Tim Blum, Murakami’s long-time gallery partner, notes that there has been sustained interest in Murakami’s art: “There is a deep re-evaluation happening now,” Blum says. “There is a growing group of people who think his market is undervalued.” In 2016, every Murakami lot sold at an average of 111% above the low estimate, with new bidders showing more interest in his work. The artist’s fiberglass sculpture, made in collaboration with Pharrell Williams between 2008 and 2009, sold for nearly $3 million in a Christie’s sale late last year. 

Takashi Murakami and Pharrell Williams, The Simple Things. Image from Christie’s. 

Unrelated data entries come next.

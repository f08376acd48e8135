//! Run configuration.
//!
//! Values come from the process environment. The env file is loaded once, at
//! startup, by [`StartupConfig::load_environment`]. Credentials and API
//! settings stay optional here: a missing value only fails the step that
//! needs it.

use std::env;
use std::path::{Path, PathBuf};
use std::time::Duration;

use serde::{Deserialize, Serialize};

use crate::browser::BrowserConfig;
use crate::result::{ProbeError, ProbeResult};
use crate::wait::{DEFAULT_STAGE_TIMEOUT_MS, DEFAULT_TEXT_POLL_MS};

/// Login page of the staging application
pub const DEFAULT_APP_URL: &str = "https://staging.voiston.ai/user/login?dp_id=MTA0";

/// Folder holding exam files to upload
pub const DEFAULT_EXAMS_DIR: &str = "arquivos/exames";

/// Folder holding record files to upload
pub const DEFAULT_RECORDS_DIR: &str = "arquivos/txts";

/// Append-only log file
pub const DEFAULT_LOG_FILE: &str = "testeAutomatico.log";

/// Lock file guarding against concurrent runs
pub const DEFAULT_LOCK_FILE: &str = "clinprobe.lock";

/// Longest single status check before the exams list is refreshed
pub const DEFAULT_REFRESH_ROUND_SECS: u64 = 60;

/// Settings read from the environment
#[derive(Debug, Clone, PartialEq, Eq, Serialize, Deserialize)]
pub struct ProbeConfig {
    /// `EMAIL`
    pub email: Option<String>,
    /// `PASSWORD`
    #[serde(skip_serializing)]
    pub password: Option<String>,
    /// `URL_API`, base of the deletion endpoint
    pub api_url: Option<String>,
    /// `API_KEY`
    #[serde(skip_serializing)]
    pub api_key: Option<String>,
    /// `APP_URL`
    pub app_url: String,
    /// `EXAMS_DIR`
    pub exams_dir: PathBuf,
    /// `RECORDS_DIR`
    pub records_dir: PathBuf,
    /// `STAGE_TIMEOUT_SECS`
    pub stage_timeout: Duration,
    /// `POLL_INTERVAL_SECS`
    pub poll_interval: Duration,
    /// `REFRESH_ROUND_SECS`
    pub refresh_round: Duration,
}

impl Default for ProbeConfig {
    fn default() -> Self {
        Self {
            email: None,
            password: None,
            api_url: None,
            api_key: None,
            app_url: DEFAULT_APP_URL.to_string(),
            exams_dir: PathBuf::from(DEFAULT_EXAMS_DIR),
            records_dir: PathBuf::from(DEFAULT_RECORDS_DIR),
            stage_timeout: Duration::from_millis(DEFAULT_STAGE_TIMEOUT_MS),
            poll_interval: Duration::from_millis(DEFAULT_TEXT_POLL_MS),
            refresh_round: Duration::from_secs(DEFAULT_REFRESH_ROUND_SECS),
        }
    }
}

impl ProbeConfig {
    /// Read the process environment as it is; no env file is loaded here.
    ///
    /// # Errors
    ///
    /// `InvalidInput` when a numeric variable does not parse
    pub fn from_env() -> ProbeResult<Self> {
        Self::from_lookup(env_var)
    }

    /// Build from an arbitrary key lookup.
    ///
    /// Blank values count as unset.
    ///
    /// # Errors
    ///
    /// `InvalidInput` when a numeric variable does not parse, or when
    /// `POLL_INTERVAL_SECS` is zero
    pub fn from_lookup<F>(lookup: F) -> ProbeResult<Self>
    where
        F: Fn(&str) -> Option<String>,
    {
        let get = |key: &str| {
            lookup(key)
                .map(|v| v.trim().to_string())
                .filter(|v| !v.is_empty())
        };
        let mut config = Self {
            email: get("EMAIL"),
            password: get("PASSWORD"),
            api_url: get("URL_API"),
            api_key: get("API_KEY"),
            ..Self::default()
        };

        if let Some(value) = get("APP_URL") {
            config.app_url = value;
        }
        if let Some(value) = get("EXAMS_DIR") {
            config.exams_dir = PathBuf::from(value);
        }
        if let Some(value) = get("RECORDS_DIR") {
            config.records_dir = PathBuf::from(value);
        }
        if let Some(value) = get("STAGE_TIMEOUT_SECS") {
            config.stage_timeout = Duration::from_secs(parse_secs("STAGE_TIMEOUT_SECS", &value)?);
        }
        if let Some(value) = get("POLL_INTERVAL_SECS") {
            let secs = parse_secs("POLL_INTERVAL_SECS", &value)?;
            if secs == 0 {
                return Err(ProbeError::invalid_input(
                    "POLL_INTERVAL_SECS must be greater than zero",
                ));
            }
            config.poll_interval = Duration::from_secs(secs);
        }
        if let Some(value) = get("REFRESH_ROUND_SECS") {
            config.refresh_round = Duration::from_secs(parse_secs("REFRESH_ROUND_SECS", &value)?);
        }

        Ok(config)
    }

    /// `URL_API`, or `ConfigMissing`
    ///
    /// # Errors
    ///
    /// `ConfigMissing` when unset
    pub fn require_api_url(&self) -> ProbeResult<&str> {
        self.api_url
            .as_deref()
            .ok_or_else(|| ProbeError::config_missing("URL_API"))
    }
}

/// Load variables from `path` into the process environment.
///
/// Variables already set in the environment win over the file.
///
/// # Errors
///
/// `InvalidInput` when the file is missing or malformed
pub fn load_env_file(path: &Path) -> ProbeResult<()> {
    dotenvy::from_path(path).map_err(|e| {
        ProbeError::invalid_input(format!("cannot load env file '{}': {e}", path.display()))
    })
}

/// Process-level settings fixed before the workflow starts
#[derive(Debug, Clone, PartialEq, Eq)]
pub struct StartupConfig {
    /// Explicit `.env` file; `None` tries `./.env`
    pub env_file: Option<PathBuf>,
    /// PID lock file
    pub lock_file: PathBuf,
    /// Log file, overriding `CLINPROBE_LOG`
    pub log_file: Option<PathBuf>,
    /// Run Chromium without a window
    pub headless: bool,
    /// Chromium executable
    pub chrome: Option<PathBuf>,
    /// Keep the Chromium sandbox (disable in containers)
    pub sandbox: bool,
    /// Force ASCII log tags
    pub ascii: bool,
}

impl Default for StartupConfig {
    fn default() -> Self {
        Self {
            env_file: None,
            lock_file: PathBuf::from(DEFAULT_LOCK_FILE),
            log_file: None,
            headless: false,
            chrome: None,
            sandbox: true,
            ascii: false,
        }
    }
}

impl StartupConfig {
    /// Load the env file: the explicit one, else `./.env` if present
    ///
    /// # Errors
    ///
    /// `InvalidInput` when the explicit file is missing or malformed
    pub fn load_environment(&self) -> ProbeResult<()> {
        self.load_environment_from(Path::new("."))
    }

    /// Like [`Self::load_environment`], with `.env` looked up in `workdir`.
    ///
    /// An explicit file replaces `.env`; the two are never merged.
    ///
    /// # Errors
    ///
    /// `InvalidInput` when the explicit file is missing or malformed
    pub fn load_environment_from(&self, workdir: &Path) -> ProbeResult<()> {
        match self.env_file {
            Some(ref path) => load_env_file(path),
            None => {
                let implicit = workdir.join(".env");
                if implicit.is_file() {
                    load_env_file(&implicit)?;
                }
                Ok(())
            }
        }
    }

    /// Browser launch settings
    #[must_use]
    pub fn browser_config(&self) -> BrowserConfig {
        let mut config = BrowserConfig::default().with_headless(self.headless);
        if let Some(ref chrome) = self.chrome {
            config = config.with_chrome_path(chrome);
        }
        if !self.sandbox {
            config = config.with_no_sandbox();
        }
        config
    }

    /// Log file: explicit setting, else `CLINPROBE_LOG`, else the default
    #[must_use]
    pub fn resolve_log_file(&self) -> PathBuf {
        self.log_file
            .clone()
            .or_else(|| env_var("CLINPROBE_LOG").map(PathBuf::from))
            .unwrap_or_else(|| PathBuf::from(DEFAULT_LOG_FILE))
    }
}

fn env_var(key: &str) -> Option<String> {
    env::var(key)
        .ok()
        .map(|value| value.trim().to_string())
        .filter(|value| !value.is_empty())
}

fn parse_secs(field: &str, value: &str) -> ProbeResult<u64> {
    value
        .trim()
        .parse::<u64>()
        .map_err(|e| {
            let message = format!("{field}: '{value}' is not a number of seconds ({e})");
            ProbeError::invalid_input(message)
        })
}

Active since the early 1990s, Murakami has drawn upon traditional Japanese art and commercial pop culture to create his own genre of work. Sometimes described as a new Andy Warhol or contemporary Pop artist, Murakami has refused labels: “My art is not Pop art. It is a record of the struggle of the discriminated people.” He prefers to acknowledge the darker context of his style, grounded in the aftermath of World War II. 

“In Japan, after losing the war, we were really looking towards, and envious of, Pop Art. Even when the bubble economy came and there was huge growth, it still collapsed and became flat,” Murakami stated in an interview with Numéro Magazine. “[My art is] about culture-flattening.”

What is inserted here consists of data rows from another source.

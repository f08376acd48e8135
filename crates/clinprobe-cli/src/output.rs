//! End-of-run summary on stderr

use clinprobe::{ActionOutcome, ActionOutput, ActionReport, RunReport, Verdict};
use console::{style, Term};

/// One summary line per action plus the verdict
#[must_use]
pub fn summary_lines(report: &RunReport) -> Vec<String> {
    let mut lines: Vec<String> = report.actions.iter().map(action_line).collect();
    let verdict = report.verdict();
    let label = match verdict {
        Verdict::Passed => style(verdict.to_string()).green().bold().for_stderr(),
        Verdict::Failed => style(verdict.to_string()).red().bold().for_stderr(),
    };
    lines.push(format!(
        "{label} in {:.2}s",
        report.elapsed().as_secs_f64()
    ));
    lines
}

fn action_line(report: &ActionReport) -> String {
    let name = format!("{:<18}", report.action.to_string());
    match &report.outcome {
        ActionOutcome::Succeeded(output) => format!(
            "{} {name} {:>7.2}s{}",
            style("ok  ").green().for_stderr(),
            report.elapsed.as_secs_f64(),
            detail(output)
        ),
        ActionOutcome::Failed { error } => format!(
            "{} {name} {:>7.2}s  {error} ({} attempt{})",
            style("FAIL").red().for_stderr(),
            report.elapsed.as_secs_f64(),
            report.attempts,
            if report.attempts == 1 { "" } else { "s" }
        ),
        ActionOutcome::Skipped => format!("{} {name}", style("skip").dim().for_stderr()),
    }
}

fn detail(output: &ActionOutput) -> String {
    match output {
        ActionOutput::Done => String::new(),
        ActionOutput::Patient(patient) => match patient.id {
            Some(ref id) => format!("  patient {id}"),
            None => "  patient id unknown".to_string(),
        },
        ActionOutput::Metrics(metrics) => format!("  {metrics}"),
        ActionOutput::Exams { metrics, .. } => format!("  {metrics}"),
        ActionOutput::Widgets(widgets) => format!(
            "  {} panels, {} empty",
            widgets.panels.total(),
            widgets.empty_states.len()
        ),
        ActionOutput::Deleted { patient_id } => format!("  patient {patient_id}"),
    }
}

/// Write the summary to stderr
pub fn print_summary(report: &RunReport) {
    let term = Term::stderr();
    for line in summary_lines(report) {
        let _ = term.write_line(&line);
    }
}

#[cfg(test)]
#[allow(clippy::unwrap_used, clippy::expect_used)]
mod tests {
    use super::*;
    use clinprobe::ActionKind;
    use std::time::Duration;

    fn report(action: ActionKind, outcome: ActionOutcome, attempts: u32) -> ActionReport {
        ActionReport {
            action,
            outcome,
            attempts,
            elapsed: Duration::from_millis(1500),
        }
    }

    #[test]
    fn test_passed_summary() {
        let run = RunReport {
            actions: vec![
                report(ActionKind::Login, ActionOutcome::Succeeded(ActionOutput::Done), 1),
                report(
                    ActionKind::DeletePatient,
                    ActionOutcome::Succeeded(ActionOutput::Deleted {
                        patient_id: "42".into(),
                    }),
                    1,
                ),
            ],
        };
        let lines = summary_lines(&run);
        assert_eq!(lines.len(), 3);
        assert!(lines[0].contains("Login"));
        assert!(lines[1].contains("patient 42"));
        assert!(lines[2].contains("PASSED"));
        assert!(lines[2].contains("3.00s"));
    }

    #[test]
    fn test_failed_summary_counts_attempts() {
        let run = RunReport {
            actions: vec![
                report(
                    ActionKind::DeletePatient,
                    ActionOutcome::Failed {
                        error: "Missing configuration: URL_API".into(),
                    },
                    2,
                ),
                ActionReport::skipped(ActionKind::CheckWidgets),
            ],
        };
        let lines = summary_lines(&run);
        assert!(lines[0].contains("FAIL"));
        assert!(lines[0].contains("URL_API"));
        assert!(lines[0].contains("2 attempts"));
        assert!(lines[1].contains("skip"));
        assert!(lines[2].contains("FAILED"));
    }
}
//! Result and error types for clinprobe.

use std::time::Duration;
use thiserror::Error;

/// Result type for clinprobe operations
pub type ProbeResult<T> = Result<T, ProbeError>;

/// Errors that can occur while driving the workflow
#[derive(Debug, Error)]
pub enum ProbeError {
    /// Elements matched but never became interactable within the wait policy
    #[error("Element {locator} was found but not ready after {}ms", .waited.as_millis())]
    LocatorTimeout {
        /// Human-readable locator
        locator: String,
        /// Time spent waiting
        waited: Duration,
    },

    /// Nothing ever matched the locator
    #[error("Element {locator} was not found after {}ms", .waited.as_millis())]
    LocatorNotFound {
        /// Human-readable locator
        locator: String,
        /// Time spent waiting
        waited: Duration,
    },

    /// A value handed to an action was unusable
    #[error("Invalid input: {message}")]
    InvalidInput {
        /// Error message
        message: String,
    },

    /// Locator kind outside the supported set
    #[error("Locator kind '{kind}' is not supported")]
    UnsupportedLocatorKind {
        /// Kind that was requested
        kind: String,
    },

    /// A processing stage did not finish within its budget
    #[error("Stage '{stage}' timed out after {:.2}s", .elapsed.as_secs_f64())]
    StageTimedOut {
        /// Stage label
        stage: String,
        /// Time spent in the stage
        elapsed: Duration,
    },

    /// The deletion endpoint answered with a non-success status or could not be reached
    #[error("HTTP error{}: {message}", .status.map(|s| format!(" {s}")).unwrap_or_default())]
    HttpError {
        /// Status code, if a response was received
        status: Option<u16>,
        /// Response body or transport error
        message: String,
    },

    /// A required environment variable is absent
    #[error("Missing configuration value {key}")]
    ConfigMissing {
        /// Variable name
        key: String,
    },

    /// Browser could not be started
    #[error("Failed to launch browser: {message}")]
    BrowserLaunch {
        /// Error message
        message: String,
    },

    /// Page driver error
    #[error("Driver error: {message}")]
    Driver {
        /// Error message
        message: String,
    },

    /// Another instance holds the lock file
    #[error(
        "Another instance is already running ({}, lock {path})",
        .pid.map_or_else(|| "pid unknown".to_string(), |pid| format!("pid {pid}"))
    )]
    InstanceLocked {
        /// Process holding the lock, once it has written its PID
        pid: Option<u32>,
        /// Lock file path
        path: String,
    },

    /// I/O error
    #[error("I/O error: {0}")]
    Io(#[from] std::io::Error),
}

impl ProbeError {
    /// Create an invalid input error
    #[must_use]
    pub fn invalid_input(message: impl Into<String>) -> Self {
        Self::InvalidInput {
            message: message.into(),
        }
    }

    /// Create a driver error
    #[must_use]
    pub fn driver(message: impl Into<String>) -> Self {
        Self::Driver {
            message: message.into(),
        }
    }

    /// Create a missing configuration error
    #[must_use]
    pub fn config_missing(key: impl Into<String>) -> Self {
        Self::ConfigMissing { key: key.into() }
    }

    /// Whether the error came from a wait running out of time
    #[must_use]
    pub const fn is_timeout(&self) -> bool {
        matches!(
            self,
            Self::LocatorTimeout { .. } | Self::StageTimedOut { .. }
        )
    }
}

#[cfg(feature = "browser")]
impl From<chromiumoxide::error::CdpError> for ProbeError {
    fn from(err: chromiumoxide::error::CdpError) -> Self {
        Self::driver(err.to_string())
    }
}

impl From<reqwest::Error> for ProbeError {
    fn from(err: reqwest::Error) -> Self {
        Self::HttpError {
            status: err.status().map(|s| s.as_u16()),
            message: err.to_string(),
        }
    }
}

#[cfg(test)]
#[allow(clippy::unwrap_used, clippy::expect_used)]
mod tests {
    use super::*;

    #[test]
    fn test_locator_errors_mention_locator() {
        let err = ProbeError::LocatorNotFound {
            locator: "id=email".to_string(),
            waited: Duration::from_millis(1500),
        };
        assert_eq!(
            err.to_string(),
            "Element id=email was not found after 1500ms"
        );
    }

    #[test]
    fn test_stage_timeout_message() {
        let err = ProbeError::StageTimedOut {
            stage: "upload".to_string(),
            elapsed: Duration::from_millis(2500),
        };
        assert_eq!(err.to_string(), "Stage 'upload' timed out after 2.50s");
        assert!(err.is_timeout());
    }

    #[test]
    fn test_http_error_with_and_without_status() {
        let with_status = ProbeError::HttpError {
            status: Some(404),
            message: "not found".to_string(),
        };
        assert_eq!(with_status.to_string(), "HTTP error 404: not found");

        let transport = ProbeError::HttpError {
            status: None,
            message: "connection refused".to_string(),
        };
        assert_eq!(transport.to_string(), "HTTP error: connection refused");
    }

    #[test]
    fn test_helpers() {
        assert!(ProbeError::invalid_input("x")
            .to_string()
            .contains("Invalid input"));
        assert!(ProbeError::config_missing("API_KEY")
            .to_string()
            .contains("API_KEY"));
        assert!(!ProbeError::driver("boom").is_timeout());
    }
}
//! One smoke run from startup to verdict

use clinprobe::{
    init_logging, BrowserConfig, InstanceLock, ProbeConfig, RunReport, StartupConfig, TagStyle,
    Verdict,
};

use crate::error::{CliError, CliResult};

/// Every executed action passed
pub const EXIT_PASSED: u8 = 0;

/// At least one action failed
pub const EXIT_FAILED: u8 = 1;

/// The run could not start
pub const EXIT_STARTUP_ERROR: u8 = 2;

/// Exit code for a finished run
#[must_use]
pub const fn exit_code(verdict: Verdict) -> u8 {
    match verdict {
        Verdict::Passed => EXIT_PASSED,
        Verdict::Failed => EXIT_FAILED,
    }
}

/// Tag style: forced ASCII or detected from the locale
#[must_use]
pub fn tag_style(startup: &StartupConfig) -> TagStyle {
    if startup.ascii {
        TagStyle::Ascii
    } else {
        TagStyle::detect()
    }
}

/// Start logging, take the instance lock, read configuration and run the workflow.
///
/// The env file is loaded first so `CLINPROBE_LOG` applies to logging.
pub async fn run(startup: &StartupConfig) -> CliResult<RunReport> {
    startup.load_environment()?;
    init_logging(&startup.resolve_log_file(), tag_style(startup))?;

    let lock = InstanceLock::acquire(&startup.lock_file)?;
    tracing::debug!(pid = lock.pid(), "Holding {}", lock.path().display());

    let config = ProbeConfig::from_env()?;
    tracing::info!(tag = "starting", "Starting smoke run against {}", config.app_url);

    let report = drive(config, &startup.browser_config()).await?;
    drop(lock);
    Ok(report)
}

#[cfg(feature = "browser")]
async fn drive(config: ProbeConfig, browser: &BrowserConfig) -> CliResult<RunReport> {
    use clinprobe::{Actions, CdpDriver, Workflow};

    let driver = CdpDriver::launch(browser).await?;
    let mut workflow = Workflow::new(Actions::new(&driver), config);
    Ok(workflow.run().await)
}

#[cfg(not(feature = "browser"))]
async fn drive(_config: ProbeConfig, _browser: &BrowserConfig) -> CliResult<RunReport> {
    Err(CliError::BrowserUnavailable)
}

/// Map a startup failure to its exit code, logging it when logging is up
#[must_use]
pub fn startup_failure(err: &CliError) -> u8 {
    tracing::error!("{err}");
    EXIT_STARTUP_ERROR
}

#[cfg(test)]
#[allow(clippy::unwrap_used, clippy::expect_used)]
mod tests {
    use super::*;
    use tempfile::TempDir;

    #[test]
    fn test_forced_ascii() {
        let startup = StartupConfig {
            ascii: true,
            ..StartupConfig::default()
        };
        assert_eq!(tag_style(&startup), TagStyle::Ascii);
    }

    #[tokio::test]
    async fn test_missing_explicit_env_file_stops_run() {
        let dir = TempDir::new().unwrap();
        let startup = StartupConfig {
            env_file: Some(dir.path().join("absent.env")),
            ..StartupConfig::default()
        };
        let err = run(&startup).await.unwrap_err();
        assert!(matches!(
            err,
            CliError::Probe(clinprobe::ProbeError::InvalidInput { .. })
        ));
    }

    #[test]
    fn test_exit_codes() {
        assert_eq!(exit_code(Verdict::Passed), 0);
        assert_eq!(exit_code(Verdict::Failed), 1);
        assert_eq!(startup_failure(&CliError::BrowserUnavailable), 2);
    }
}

Since his start, Murakami has navigated the fine line between commercialism and high art. His inspiration came from both his study of classical Japanese painting—a field in which he earned a Ph.D.— and contemporary Japanese subcultures. Blending the two has yielded Superflat art. Championed primarily by Murakami, Superflat art explores both the two-dimensionality of ancient Japanese work and the surface-level shallowness of consumer culture. 

Takashi Murakami Modernica Chair, set of three, 2019. Image from Heritage Auctions.

“Some people still don’t quite understand the context; to criticize him for commerciality is to miss the point,” said Blum to Art Agency, Partners

The commercial nature of Murakami’s work expands its accessibility; many of Murakami’s available pieces in the upcoming Heritage sale have opening bids under $1,000. This choice is intentional, particularly after Murakami began developing his style and brand. He produces his own merchandise through his art production company, Kaikai Kiki. 
He also frequently partners with other brands to create fashion and household items, including chairs with Modernica, skateboard decks with Vans, and handbags with Louis Vuitton. A selection of this collaborative work, along with individual lithograph prints, will be available in the upcoming Heritage auction.